When he was done he came over and they stood side by side in silence for a while, watching the horses eat.

Eventually Evangeline spoke. “What’s to be done with them?” she asked.

“Sergeant Reed told me to graze them until someone decides,” Arthur said.

“Stephen Reed? He’s here?”

“Hereabouts,” Arthur said.

When the hay was gone the animals stood in their paddock looking toward the house, as if expecting Grace to appear in the doorway. After the one-eyed horse had been roped and led back from the main street, the others had returned on their own.

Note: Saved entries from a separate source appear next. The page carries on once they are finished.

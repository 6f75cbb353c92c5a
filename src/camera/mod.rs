//! Camera system for the gallery viewer.
//!
//! Provides the live camera, the poses it can be sent to, and the damped
//! orbit controller that drives it between scripted moves.

/// Damped orbit controller for free user navigation.
pub mod controller;
/// Core camera struct and host uniform snapshot.
pub mod core;
/// Camera poses and their two orientation forms.
pub mod pose;

pub use controller::OrbitController;
pub use self::core::{Camera, CameraUniform};
pub use pose::{CameraPose, EulerDegrees, PoseOrientation};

“Can I go inside?” Evangeline said.

“No one’s stopping you,” Arthur said.

She left her bicycle by the gate and pushed at the cottage door. The house had not been secured. People would probably avoid it for a while because of what had happened here, but after a few days the superstition would wear off and then anything that wasn’t nailed down would be fair game. Anything that
was
nailed down would be fair game thereafter. Left unattended for long enough, such a remote building would be stripped of its lead, slates, and timbers, with the dressed stone to follow.